A case study from the University of Reading


Dr Karen Henderson PhD CSci, Director of Technical Services, University of Reading.

Case study


As with most universities, having a technical workforce that is engaged in diverse disciplines from the arts, sciences and life sciences we recognised that with sustainability of our technical skills in mind, it was important that we had a detailed understanding of our current skills portfolio. Such information gives us a baseline when considering our actions relating to the sustainability pillar of the Technician Commitment.

Although we had skills lists that we had garnered from a number of areas it proved difficult and time-consuming to gather consistent levels of detail. The bespoke NTDC Skills, Roles and Responsibilities Audit was the tool that enabled us to achieve our goal.

The Audit is a web-based survey that captures all elements of a technician’s role, including over 2,000 technical skills. It also collects information on the skills that participants would like to acquire.

The process

When we reached the point of running the survey, the NTDC actually ran it on our behalf and configured all of the subsequent data into the format that we required. Prior to the launch, the NTDC worked closely with us to ensure that the audit was tailored to our needs.

Having experience of running this survey at other universities, the NTDC guided us on how to get the best out of the exercise. They highlighted the information that needed to be read and understood by participants before undertaking the survey by providing a survey introduction template. This template explained the purpose of the survey, how the information would be handled and who would have access to the data, how long the survey would take (40-60 minutes) and contact names should there be any questions. We worked with the NTDC to ensure that the template was refined to reflect our local arrangements, terminology and ways of working.

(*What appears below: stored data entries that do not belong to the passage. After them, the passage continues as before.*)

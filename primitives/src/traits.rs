use ark_bls12_381::Fr;
use ark_ff::{BigInteger, Field, PrimeField};
use ark_serialize::CanonicalDeserialize;

use crate::{consts::BYTES_PER_FIELD_ELEMENT, errors::KzgError, helpers, Bytes32};

// A new trait for Fr for reading from bytes in big endian format
pub trait ReadFrFromBytes: Field {
    /// Rejects anything that is not exactly 32 bytes or not below the modulus.
    fn deserialize_from_bytes_be(bytes: &[u8]) -> Result<Self, KzgError>;
}

impl ReadFrFromBytes for Fr {
    fn deserialize_from_bytes_be(bytes: &[u8]) -> Result<Fr, KzgError> {
        let mut bytes_le: Bytes32 = helpers::to_fixed_bytes(bytes)?;
        bytes_le.reverse();
        Fr::deserialize_uncompressed(&bytes_le[..]).map_err(|_| {
            KzgError::InvalidFieldElement(format!(
                "{} is not below the field modulus",
                helpers::to_hex(bytes)
            ))
        })
    }
}

pub trait WriteFrToBytes {
    fn serialize_to_bytes_be(&self) -> Bytes32;
}

impl WriteFrToBytes for Fr {
    fn serialize_to_bytes_be(&self) -> Bytes32 {
        let be = self.into_bigint().to_bytes_be();
        let mut out = [0u8; BYTES_PER_FIELD_ELEMENT];
        out[BYTES_PER_FIELD_ELEMENT - be.len()..].copy_from_slice(&be);
        out
    }
}
use num_bigint::BigUint;

use crate::{
    consts::{BLS_MODULUS, BYTES_PER_FIELD_ELEMENT},
    errors::KzgError,
    Bytes32,
};

/// Order of the BLS12-381 scalar field as an integer.
pub fn bls_modulus() -> BigUint {
    BigUint::from_bytes_be(&BLS_MODULUS)
}

/// Interprets `data` as a big-endian unsigned integer.
pub fn bytes_to_biguint(data: &[u8]) -> BigUint {
    BigUint::from_bytes_be(data)
}

/// Serializes `value` as a fixed-width 32-byte big-endian unsigned integer.
///
/// # Returns
/// * `Err(KzgError::SerializationError)` if `value` does not fit in 32 bytes.
pub fn biguint_to_bytes32(value: &BigUint) -> Result<Bytes32, KzgError> {
    let be = value.to_bytes_be();
    if be.len() > BYTES_PER_FIELD_ELEMENT {
        return Err(KzgError::SerializationError(format!(
            "integer needs {} bytes, field elements hold {}",
            be.len(),
            BYTES_PER_FIELD_ELEMENT
        )));
    }
    let mut out = [0u8; BYTES_PER_FIELD_ELEMENT];
    out[BYTES_PER_FIELD_ELEMENT - be.len()..].copy_from_slice(&be);
    Ok(out)
}

/// Encodes a small integer as a field element: 32 bytes, big-endian,
/// zero-padded on the left.
pub fn u64_to_field_element_bytes(value: u64) -> Bytes32 {
    let mut out = [0u8; BYTES_PER_FIELD_ELEMENT];
    out[BYTES_PER_FIELD_ELEMENT - 8..].copy_from_slice(&value.to_be_bytes());
    out
}

/// Checks that a 32-byte chunk encodes an integer strictly below `modulus`.
pub fn validate_field_element(chunk: &[u8], modulus: &BigUint) -> Result<(), KzgError> {
    if chunk.len() != BYTES_PER_FIELD_ELEMENT {
        return Err(KzgError::InvalidInputLength {
            expected: BYTES_PER_FIELD_ELEMENT,
            actual: chunk.len(),
        });
    }
    if &bytes_to_biguint(chunk) >= modulus {
        return Err(KzgError::InvalidFieldElement(format!(
            "0x{} is not below the field modulus",
            hex::encode(chunk)
        )));
    }
    Ok(())
}

/// `0x`-prefixed lowercase hex, the format used in every vector we print.
pub fn to_hex(data: &[u8]) -> String {
    format!("0x{}", hex::encode(data))
}

/// Copies `data` into a fixed-size array, failing on any other length.
pub fn to_fixed_bytes<const N: usize>(data: &[u8]) -> Result<[u8; N], KzgError> {
    data.try_into().map_err(|_| KzgError::InvalidInputLength {
        expected: N,
        actual: data.len(),
    })
}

In addition, as with many universities, we have some unique skills and these were incorporated into the skills section. Before the survey was launched, we piloted it with a dozen or so colleagues and feedback was used by the NTDC to tweak the survey further.

The survey was launched and remained open for a month. The NTDC gave updates on response rates and were able to send reminders to individuals of the survey closing date, respond to any queries and resend the survey to those who misplaced the survey link.

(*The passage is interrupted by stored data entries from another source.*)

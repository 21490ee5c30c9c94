use std::path::Path;

use kzg_blob_vectors_primitives::{
    bit_reversal::reverse_bits, blob::Blob, domain::EvaluationDomain, helpers,
    point_evaluation::PointEvaluationInput, versioned_hash::VersionedHash,
};
use tracing::{debug, info, warn};

use crate::{
    errors::HarnessError,
    kzg::{Kzg, KzgBackend, KzgCommitment},
    vector::TestVector,
};

/// The index blob together with its commitment, shared by every opening in
/// a run.
#[derive(Clone, Debug, PartialEq, Eq)]
pub struct CommittedBlob {
    pub blob: Blob,
    pub commitment: KzgCommitment,
    pub versioned_hash: VersionedHash,
}

/// Drives a KZG backend through the vector pipeline:
/// generate blob, commit, derive versioned hash, then per index derive the
/// point, open, check `y`, verify, reject a forged `y` and encode the
/// precompile input.
///
/// Every check failure is returned as a [`HarnessError`]; the first one ends
/// the run.
pub struct VectorHarness<B: KzgBackend> {
    kzg: Kzg<B>,
    domain: EvaluationDomain,
}

impl<B: KzgBackend> VectorHarness<B> {
    pub fn new(kzg: Kzg<B>, domain: EvaluationDomain) -> Self {
        Self { kzg, domain }
    }

    /// Loads the trusted setup at `path` and uses the mainnet domain.
    pub fn from_trusted_setup(path: &Path) -> Result<Self, HarnessError> {
        info!(path = %path.display(), "loading trusted setup");
        let kzg =
            Kzg::load_trusted_setup(path).inspect_err(|e| warn!(error = %e, "setup failed"))?;
        Ok(Self::new(kzg, EvaluationDomain::mainnet()?))
    }

    pub fn kzg(&self) -> &Kzg<B> {
        &self.kzg
    }

    pub fn domain(&self) -> &EvaluationDomain {
        &self.domain
    }

    /// Generates the index blob and commits to it twice, failing if the two
    /// commitments differ.
    pub fn commit_fixture(&self) -> Result<CommittedBlob, HarnessError> {
        let blob = Blob::index_blob(&self.domain);
        let commitment = self.kzg.blob_to_kzg_commitment(&blob)?;
        let again = self.kzg.blob_to_kzg_commitment(&blob)?;
        if commitment != again {
            warn!("commitment is not deterministic");
            return Err(HarnessError::CommitmentMismatch {
                first: commitment.to_hex(),
                second: again.to_hex(),
            });
        }

        let versioned_hash = VersionedHash::from_commitment(&commitment.0);
        info!(
            commitment = %commitment.to_hex(),
            versioned_hash = %versioned_hash,
            "committed to index blob"
        );
        Ok(CommittedBlob {
            blob,
            commitment,
            versioned_hash,
        })
    }

    /// Opens `fixture` at the point stored at `index` and runs every
    /// per-index check.
    pub fn open_index(
        &self,
        fixture: &CommittedBlob,
        index: usize,
    ) -> Result<TestVector, HarnessError> {
        let bit_reversed_index = reverse_bits(index, self.domain.size())?;
        let z = self.domain.root_power(bit_reversed_index)?;
        debug!(index, bit_reversed_index, z = %helpers::to_hex(&z), "derived evaluation point");

        let (proof, y) = self.kzg.compute_kzg_proof(&fixture.blob, &z)?;
        debug!(index, y = %helpers::to_hex(&y), proof = %proof.to_hex(), "opened blob");

        let expected = helpers::u64_to_field_element_bytes(index as u64);
        if y != expected {
            warn!(index, "evaluation does not match stored value");
            return Err(HarnessError::EvaluationMismatch {
                index,
                expected: helpers::to_hex(&expected),
                actual: helpers::to_hex(&y),
            });
        }

        if !self.kzg.verify_kzg_proof(&fixture.commitment, &z, &y, &proof)? {
            warn!(index, "verifier rejected proof");
            return Err(HarnessError::ProofRejected { index });
        }

        // index + 1 stays canonical for any index inside the domain
        let forged = helpers::u64_to_field_element_bytes(index as u64 + 1);
        if self.kzg.verify_kzg_proof(&fixture.commitment, &z, &forged, &proof)? {
            warn!(index, "verifier accepted forged evaluation");
            return Err(HarnessError::ForgedEvaluationAccepted { index });
        }

        let input = PointEvaluationInput::new(z, y, fixture.commitment.0, proof.0);
        if input.versioned_hash != fixture.versioned_hash || !input.has_consistent_hash() {
            warn!(index, "point-evaluation input carries a stale versioned hash");
            return Err(HarnessError::VersionedHashMismatch);
        }

        info!(index, z = %helpers::to_hex(&z), "vector verified");
        Ok(TestVector::new(
            index,
            bit_reversed_index,
            &fixture.commitment,
            &proof,
            &input,
        ))
    }

    /// Full pipeline for a single index.
    pub fn run(&self, index: usize) -> Result<TestVector, HarnessError> {
        let fixture = self.commit_fixture()?;
        self.open_index(&fixture, index)
    }

    /// Runs `indices` against one shared commitment, stopping at the first
    /// failure.
    pub fn run_indices(&self, indices: &[usize]) -> Result<Vec<TestVector>, HarnessError> {
        let fixture = self.commit_fixture()?;
        let vectors = indices
            .iter()
            .map(|&index| self.open_index(&fixture, index))
            .collect::<Result<Vec<_>, _>>()?;
        info!(count = vectors.len(), "all vectors verified");
        Ok(vectors)
    }
}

Some technical staff commented that they enjoyed completing the survey as it gave them the opportunity to reflect on their wide range of skills and responsibilities and give consideration to the skills that they would like to acquire. We had a 100% response rate - all staff completed the survey.

Following its completion, the NTDC configured the information into a number of formats. As is standard, a personal report was generated for each participant for CPD purposes and a full report containing all responses was provided for management purposes. In addition, in response to our specific needs, a bespoke skills report was created that captured the skills and level of capability for each area.

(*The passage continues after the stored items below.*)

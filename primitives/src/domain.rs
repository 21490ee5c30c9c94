use num_bigint::BigUint;

use crate::{
    bit_reversal,
    consts::{BLS_MODULUS, BYTES_PER_FIELD_ELEMENT, FIELD_ELEMENTS_PER_BLOB, ROOT_OF_UNITY},
    errors::KzgError,
    field, helpers, Bytes32,
};

const MAX_MODULUS_BITS: u64 = 8 * BYTES_PER_FIELD_ELEMENT as u64;

/// The multiplicative subgroup a blob is evaluated over.
///
/// Holds the field modulus, a primitive root of unity and the domain size.
/// Callers pass it explicitly to everything that needs the field constants,
/// so alternative (e.g. smaller) domains can be exercised in tests.
#[derive(Clone, Debug, PartialEq, Eq)]
pub struct EvaluationDomain {
    modulus: BigUint,
    root_of_unity: BigUint,
    size: usize,
}

impl EvaluationDomain {
    /// Creates a domain of `size` points generated by `root_of_unity`.
    ///
    /// # Errors
    /// * `KzgError::InvalidDomainSize` if `size` is not a power of two.
    /// * `KzgError::ModulusTooWide` if the modulus needs more than 256 bits.
    /// * `KzgError::InvalidFieldElement` if the root is not below the modulus.
    /// * `KzgError::NotPrimitiveRoot` if the root does not have order `size`.
    pub fn new(modulus: BigUint, root_of_unity: BigUint, size: usize) -> Result<Self, KzgError> {
        bit_reversal::log2_domain_size(size)?;
        if modulus.bits() > MAX_MODULUS_BITS {
            return Err(KzgError::ModulusTooWide(modulus.bits()));
        }
        if root_of_unity >= modulus {
            return Err(KzgError::InvalidFieldElement(
                "root of unity is not below the field modulus".to_string(),
            ));
        }
        if !field::is_primitive_root_of_unity(&root_of_unity, size as u64, &modulus) {
            return Err(KzgError::NotPrimitiveRoot(size));
        }
        Ok(Self {
            modulus,
            root_of_unity,
            size,
        })
    }

    /// The EIP-4844 domain: 4096 points of the BLS12-381 scalar field.
    pub fn mainnet() -> Result<Self, KzgError> {
        Self::new(
            BigUint::from_bytes_be(&BLS_MODULUS),
            BigUint::from_bytes_be(&ROOT_OF_UNITY),
            FIELD_ELEMENTS_PER_BLOB,
        )
    }

    pub fn size(&self) -> usize {
        self.size
    }

    pub fn modulus(&self) -> &BigUint {
        &self.modulus
    }

    pub fn root_of_unity(&self) -> &BigUint {
        &self.root_of_unity
    }

    /// `root_of_unity^exponent`, serialized big-endian.
    pub fn root_power(&self, exponent: usize) -> Result<Bytes32, KzgError> {
        field::pow_mod_bytes(&self.root_of_unity, exponent as u64, &self.modulus)
    }

    /// Evaluation point `z` whose value is stored at blob position `index`:
    /// `root_of_unity^reverse_bits(index, size)`.
    ///
    /// # Example
    /// ```
    /// use kzg_blob_vectors_primitives::domain::EvaluationDomain;
    ///
    /// let domain = EvaluationDomain::mainnet().unwrap();
    /// let mut one = [0u8; 32];
    /// one[31] = 1;
    /// assert_eq!(domain.evaluation_point(0).unwrap(), one);
    /// ```
    pub fn evaluation_point(&self, index: usize) -> Result<Bytes32, KzgError> {
        let exponent = bit_reversal::reverse_bits(index, self.size)?;
        self.root_power(exponent)
    }

    /// All evaluation points in blob order.
    pub fn evaluation_points(&self) -> Result<Vec<Bytes32>, KzgError> {
        (0..self.size).map(|i| self.evaluation_point(i)).collect()
    }

    /// Checks that `bytes` is a canonical element of this domain's field.
    pub fn validate_field_element(&self, bytes: &[u8]) -> Result<(), KzgError> {
        helpers::validate_field_element(bytes, &self.modulus)
    }
}
//! ## Library Design / Architecture
//!
//! Building blocks for deterministic EIP-4844 KZG test vectors. Nothing in
//! this crate touches curve points: commitments and proofs are opaque bytes
//! produced elsewhere. What lives here is the field-side bookkeeping that has
//! to agree with the commitment library's conventions.
//!
//! The vector pipeline goes:
//! > [domain::EvaluationDomain] -> [blob::Blob::index_blob] -> commitment
//! > (external) -> [versioned_hash::VersionedHash]
//!
//! and, for a chosen blob index,
//! > index -> [bit_reversal::reverse_bits] -> [field::pow_mod_bytes] -> `z`
//! > -> `(proof, y)` (external) -> [point_evaluation::PointEvaluationInput]
//!
//! - Blob: 4096 BLS12-381 scalar field elements, big-endian, stored in
//!   natural order. The fixture blob stores `i` at position `i`, so opening it
//!   at the point of position `i` must yield `i`.
//! - Evaluation domain: the order-4096 subgroup generated by
//!   [consts::ROOT_OF_UNITY]. Points are enumerated in bit-reversed order,
//!   hence blob position `i` is evaluated at `root^reverse_bits(i)`.
//! - Versioned hash: `0x01 || sha256(commitment)[1..]`.
//!
//! ## Examples
//!
//! ```rust
//! use kzg_blob_vectors_primitives::{blob::Blob, domain::EvaluationDomain};
//!
//! let domain = EvaluationDomain::mainnet().unwrap();
//! let blob = Blob::index_blob(&domain);
//! let z = domain.evaluation_point(1).unwrap();
//! assert_eq!(blob.len(), 131072);
//! assert_eq!(z[31], 0x00); // root^2048 == -1 == modulus - 1
//! ```

pub mod bit_reversal;
pub mod blob;
pub mod consts;
pub mod domain;
pub mod errors;
pub mod field;
pub mod helpers;
pub mod point_evaluation;
pub mod traits;
pub mod versioned_hash;

pub type Bytes32 = [u8; 32];
pub type Bytes48 = [u8; 48];
//! Asset upload with thumbnail generation for videos.
//!
//! [`UploadCoordinator::submit`] validates the asset locally, extracts a
//! thumbnail when the asset is a video, and hands both to the storage
//! backend. A video without a usable frame is still uploaded.

use async_trait::async_trait;
use base64::engine::general_purpose::STANDARD as BASE64;
use base64::Engine;
use serde::Serialize;
use tracing::{debug, info, warn};

use auberge_media::{AbortSignal, Extraction, SamplerFactory, Thumbnail, ThumbnailExtractor};
use auberge_shared::constants::DEFAULT_MAX_UPLOAD_SIZE;
use auberge_shared::wire::StoredMedia;
use auberge_shared::{Collection, MediaAsset, MimeClass, TransportError};

use crate::error::{ClientError, Result, ValidationError};

/// Everything the storage backend receives for one asset.
#[derive(Debug, Clone)]
pub struct UploadRequest {
    pub asset: MediaAsset,
    pub thumbnail: Option<Thumbnail>,
    /// Destination folder hint.
    pub folder: Option<String>,
    /// Hex BLAKE3 digest of the asset bytes.
    pub checksum: String,
}

/// The storage collaborator.
#[async_trait]
pub trait StorageBackend: Send + Sync {
    async fn upload(
        &self,
        request: &UploadRequest,
    ) -> std::result::Result<StoredMedia, TransportError>;
}

#[derive(Debug, Clone)]
pub struct UploadOptions {
    pub allowed_kinds: Vec<MimeClass>,
    pub max_size_bytes: usize,
    /// Narrower ceiling applied to images only.
    pub max_image_bytes: Option<usize>,
    pub folder: Option<String>,
}

impl Default for UploadOptions {
    fn default() -> Self {
        Self {
            allowed_kinds: vec![MimeClass::Image, MimeClass::Video],
            max_size_bytes: DEFAULT_MAX_UPLOAD_SIZE,
            max_image_bytes: None,
            folder: None,
        }
    }
}

impl UploadOptions {
    pub fn for_collection(collection: Collection) -> Self {
        Self {
            folder: Some(collection.upload_folder().to_string()),
            ..Self::default()
        }
    }

    pub fn only(mut self, kind: MimeClass) -> Self {
        self.allowed_kinds = vec![kind];
        self
    }

    pub fn with_max_size(mut self, max_size_bytes: usize) -> Self {
        self.max_size_bytes = max_size_bytes;
        self
    }

    fn limit_for(&self, kind: MimeClass) -> usize {
        match (kind, self.max_image_bytes) {
            (MimeClass::Image, Some(max)) => max.min(self.max_size_bytes),
            _ => self.max_size_bytes,
        }
    }
}

/// What the caller gets back after a successful upload.
#[derive(Debug, Clone, PartialEq, Eq, Serialize)]
#[serde(rename_all = "camelCase")]
pub struct UploadReceipt {
    pub url: String,
    pub thumbnail_url: Option<String>,
    pub mime_class: MimeClass,
}

/// Check kind and size. Runs before any network or decode work.
pub fn validate(
    asset: &MediaAsset,
    options: &UploadOptions,
) -> std::result::Result<MimeClass, ValidationError> {
    if asset.bytes.is_empty() {
        return Err(ValidationError::Empty);
    }

    let kind = asset.mime_class().ok_or_else(|| {
        let shown = if asset.content_type.is_empty() {
            asset.file_name.clone()
        } else {
            asset.content_type.clone()
        };
        ValidationError::UnknownType(shown)
    })?;

    if !options.allowed_kinds.contains(&kind) {
        return Err(ValidationError::KindNotAllowed { kind });
    }

    let max = options.limit_for(kind);
    let size = asset.size_bytes();
    if size > max {
        return Err(ValidationError::TooLarge { size, max });
    }

    Ok(kind)
}

pub struct UploadCoordinator<St, F> {
    storage: St,
    samplers: F,
    extractor: ThumbnailExtractor,
}

impl<St: StorageBackend, F: SamplerFactory> UploadCoordinator<St, F> {
    pub fn new(storage: St, samplers: F, extractor: ThumbnailExtractor) -> Self {
        Self {
            storage,
            samplers,
            extractor,
        }
    }

    /// Validate, thumbnail (videos only) and store `asset`.
    ///
    /// Aborting `abort` stops thumbnail extraction and any pending transfer;
    /// the generated thumbnail is discarded when the transfer fails.
    pub async fn submit(
        &self,
        asset: MediaAsset,
        options: &UploadOptions,
        mut abort: AbortSignal,
    ) -> Result<UploadReceipt> {
        let kind = validate(&asset, options)?;

        let thumbnail = match kind {
            MimeClass::Video => self.thumbnail_for(&asset, abort.clone()).await?,
            MimeClass::Image => None,
        };
        if abort.is_aborted() {
            return Err(ClientError::Aborted);
        }

        let checksum = blake3::hash(&asset.bytes).to_hex().to_string();
        let file_name = asset.file_name.clone();
        let size = asset.size_bytes();
        let inline_thumbnail = thumbnail.as_ref().map(data_url);

        let request = UploadRequest {
            asset,
            thumbnail,
            folder: options.folder.clone(),
            checksum,
        };

        let stored = tokio::select! {
            biased;
            _ = abort.aborted() => return Err(ClientError::Aborted),
            stored = self.storage.upload(&request) => stored?,
        };

        let receipt = UploadReceipt {
            thumbnail_url: stored.thumbnail_url.or(inline_thumbnail),
            mime_class: stored.mime_class.unwrap_or(kind),
            url: stored.url,
        };

        info!(
            file_name = %file_name,
            size,
            kind = %kind,
            checksum = %request.checksum,
            has_thumbnail = receipt.thumbnail_url.is_some(),
            "Upload complete"
        );

        Ok(receipt)
    }

    async fn thumbnail_for(
        &self,
        asset: &MediaAsset,
        abort: AbortSignal,
    ) -> Result<Option<Thumbnail>> {
        let sampler = match self.samplers.open(&asset.bytes) {
            Ok(sampler) => sampler,
            Err(e) => {
                warn!(file_name = %asset.file_name, error = %e, "Cannot open video for thumbnail");
                return Ok(None);
            }
        };

        match self.extractor.extract(sampler, abort).await {
            Extraction::Ready(thumbnail) => Ok(Some(thumbnail)),
            Extraction::None(reason) => {
                debug!(file_name = %asset.file_name, ?reason, "Uploading without thumbnail");
                Ok(None)
            }
            Extraction::Aborted => Err(ClientError::Aborted),
        }
    }
}

/// Inline reference for a thumbnail the storage service did not persist.
fn data_url(thumbnail: &Thumbnail) -> String {
    format!(
        "data:{};base64,{}",
        Thumbnail::CONTENT_TYPE,
        BASE64.encode(&thumbnail.jpeg)
    )
}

Unexpected benefits and future plans

Already, some unexpected benefits have emerged from the survey as we hadn’t anticipated the level of untapped skills that we hold. It transpired that some of our team members hold specialist skills from previous roles that were not generally known. As a result we have been able to fill an emerging skills gap in one area that we had identified as high risk without previously realising that we had the skills elsewhere.

Using the survey has also assisted us in spotting trends in terms of training and development needs and we have already provided training courses in response to common requests that came through in the survey, mental health first aid training for example.

Thanks to the NTDC Survey, we have now captured a significant amount of data and information to analyse and take us to the next phase of our plan. This will enable us to develop more robust succession planning and therefore sustainability of our technical skills.